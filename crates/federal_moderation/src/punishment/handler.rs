use super::{PunishmentCategory, PunishmentRegistry, RoleRevocation};
use crate::interaction::{Deferral, InputStyle, Interaction, InteractionKind, Modal, Reply, Response, TextInput};
use crate::message::{
    Button, ButtonStyle, ComponentRow, Embed, OutgoingMessage, SelectMenu, SelectOption, colors,
    truncate_chars,
};
use crate::panel::{PanelOutcome, PanelReconciler};
use crate::router::InteractionHandler;
use async_trait::async_trait;
use chrono::Utc;
use federal_error::{ModerationError, ModerationErrorKind, ModerationResult};
use std::sync::Arc;
use strum::IntoEnumIterator;
use tracing::{info, instrument};

/// Title marker of the pinned punishment panel.
pub const PANEL_MARKER: &str = "SISTEMA DE PUNIÇÕES";

const APPLY_BUTTON: &str = "punish_apply";
const REMOVE_BUTTON: &str = "punish_remove";
const APPLY_MODAL: &str = "punish_apply_modal";
const REMOVE_SELECT: &str = "punish_remove_select";

const FIELD_TARGET: &str = "punish_qra";
const FIELD_REASON: &str = "punish_reason";
const FIELD_TYPE: &str = "punish_type";

/// Punishment panel buttons, apply modal and removal select.
pub struct PunishmentHandler {
    registry: Arc<PunishmentRegistry>,
    panels: PanelReconciler,
}

impl PunishmentHandler {
    /// Create the handler.
    pub fn new(registry: Arc<PunishmentRegistry>, panels: PanelReconciler) -> Self {
        Self { registry, panels }
    }

    /// The registry behind the panel.
    pub fn registry(&self) -> &Arc<PunishmentRegistry> {
        &self.registry
    }

    /// Panel content.
    pub fn panel(&self) -> OutgoingMessage {
        let config = self.registry.config();
        let tiers: String = PunishmentCategory::iter()
            .map(|c| {
                let duration = match c.days() {
                    0 => c.label().to_string(),
                    days => format!("{days} dias"),
                };
                format!("> {} - {}\n", c.role(&config.roles).mention(), duration)
            })
            .collect();
        let mut embed = Embed::new()
            .title(format!("⚠️ {PANEL_MARKER} POLICIA FEDERAL"))
            .description(format!(
                "> Abaixo temos o sistema de punições da policia federal e suas respectivas punições abaixo:\n\
                 {tiers}\n\
                 > Ao selecionar **Exoneração** o mesmo será expulso automaticamente da corporação.\n"
            ))
            .color(colors::PANEL_ORANGE)
            .timestamp(Utc::now());
        if let Some(image) = &config.image_url {
            embed = embed.image(image.as_str());
        }
        OutgoingMessage::embed(embed).with_row(ComponentRow::Buttons(vec![
            Button::new(APPLY_BUTTON, "Aplicar Punição", ButtonStyle::Danger).emoji("🚫"),
            Button::new(REMOVE_BUTTON, "Remover Punição", ButtonStyle::Success).emoji("✅"),
        ]))
    }

    /// Create the pinned panel if it is missing.
    pub async fn ensure_panel(&self) -> ModerationResult<PanelOutcome> {
        self.panels
            .ensure_panel(self.registry.config().panel_channel, PANEL_MARKER, || self.panel())
            .await
    }

    fn apply_modal() -> Modal {
        Modal {
            custom_id: APPLY_MODAL.to_string(),
            title: "Aplicar Punição".to_string(),
            inputs: vec![
                TextInput::required(
                    FIELD_TARGET,
                    "Membro Punido (ID do dc ou Menção)",
                    InputStyle::Short,
                )
                .placeholder("Ex: 707959058228969485 ou <@707959058228969485>"),
                TextInput::required(FIELD_REASON, "Motivo da Punição", InputStyle::Paragraph),
                TextInput::required(FIELD_TYPE, "Tipo de Punição:", InputStyle::Short)
                    .placeholder("Leve | Media | Grave | Exoneração"),
            ],
        }
    }

    fn removal_menu(&self) -> Response {
        let removable = self.registry.list_removable();
        if removable.is_empty() {
            return Response::ephemeral(
                "Não há punições removíveis ativas no momento (Punições de Exoneração não podem ser removidas por este painel).",
            );
        }
        let options = removable
            .iter()
            .take(25)
            .map(|p| SelectOption {
                label: truncate_chars(
                    &format!("{} ({})", p.member_name, p.punishment_type.label()),
                    100,
                ),
                value: p.id.clone(),
                description: Some(format!("Motivo: {}...", truncate_chars(&p.reason, 50))),
            })
            .collect();
        Response::Message(
            Reply::ephemeral(
                "Selecione a punição que deseja remover (Punições de Exoneração não aparecem aqui):",
            )
            .with_row(ComponentRow::Select(SelectMenu {
                custom_id: REMOVE_SELECT.to_string(),
                placeholder: "Selecione uma punição para remover".to_string(),
                options,
            })),
        )
    }

    async fn apply(&self, interaction: &Interaction) -> ModerationResult<Response> {
        require_manage_roles(interaction, "Você não tem permissão para aplicar punições.")?;
        let target = interaction.field(FIELD_TARGET).unwrap_or_default();
        let reason = interaction.field(FIELD_REASON).unwrap_or_default();
        let tag = interaction.field(FIELD_TYPE).unwrap_or_default();

        let applied = self
            .registry
            .apply(target, tag, reason, interaction.user)
            .await?;
        if applied.role_sync_error.is_some() {
            return Ok(Response::ephemeral(
                "❌ Punição aplicada, mas houve um erro ao gerenciar cargos. Verifique as permissões do bot.",
            ));
        }
        let record = applied.record;
        Ok(Response::ephemeral(format!(
            "✅ Punição de **{}** aplicada a {}. Motivo: {}",
            record.punishment_type.label(),
            record.member_id.mention(),
            record.reason
        )))
    }

    async fn remove(&self, interaction: &Interaction) -> ModerationResult<Response> {
        require_manage_roles(interaction, "Você não tem permissão para remover punições.")?;
        let token = interaction.selected().unwrap_or_default();
        let (record, revocation) = self.registry.remove(token, interaction.user).await?;
        let member = record.member_id.mention();
        let content = match revocation {
            RoleRevocation::Revoked => format!("✅ Cargo de punição removido de {member}."),
            RoleRevocation::NotHeld => {
                "✅ Punição removida do registro, mas o membro não possui mais o cargo de punição."
                    .to_string()
            }
            RoleRevocation::MemberGone => {
                "✅ Punição removida do registro. Membro não encontrado no servidor.".to_string()
            }
            RoleRevocation::Failed(_) => "❌ Punição removida do registro, mas houve um erro ao remover o cargo do membro. Verifique as permissões do bot.".to_string(),
        };
        Ok(Response::Update(Reply::ephemeral(content)))
    }
}

fn require_manage_roles(interaction: &Interaction, message: &str) -> ModerationResult<()> {
    if interaction.permissions.manage_roles || interaction.permissions.administrator {
        Ok(())
    } else {
        Err(ModerationError::new(ModerationErrorKind::Permission(
            message.to_string(),
        )))
    }
}

#[async_trait]
impl InteractionHandler for PunishmentHandler {
    fn name(&self) -> &str {
        "punishments"
    }

    fn claims(&self, interaction: &Interaction) -> bool {
        matches!(
            (&interaction.kind, interaction.custom_id()),
            (InteractionKind::Button { .. }, Some(APPLY_BUTTON | REMOVE_BUTTON))
                | (InteractionKind::Modal { .. }, Some(APPLY_MODAL))
                | (InteractionKind::Select { .. }, Some(REMOVE_SELECT))
        )
    }

    fn deferral(&self, interaction: &Interaction) -> Option<Deferral> {
        match interaction.custom_id() {
            Some(APPLY_MODAL) => Some(Deferral::Reply { ephemeral: true }),
            Some(REMOVE_SELECT) => Some(Deferral::Update),
            _ => None,
        }
    }

    #[instrument(skip(self, interaction), fields(user = %interaction.user, id = ?interaction.custom_id()))]
    async fn handle(&self, interaction: &Interaction) -> ModerationResult<Response> {
        match interaction.custom_id() {
            Some(APPLY_BUTTON) => Ok(Response::Modal(Self::apply_modal())),
            Some(REMOVE_BUTTON) => Ok(self.removal_menu()),
            Some(APPLY_MODAL) => self.apply(interaction).await,
            Some(REMOVE_SELECT) => self.remove(interaction).await,
            other => {
                info!(?other, "Unrecognised punishment interaction");
                Err(ModerationError::new(ModerationErrorKind::NotFound(
                    "Ação desconhecida.".to_string(),
                )))
            }
        }
    }
}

- _Task to complete_
Check how many lines in the entries contain "const", and reply with that number alone.

- _Reply to the exercise_
8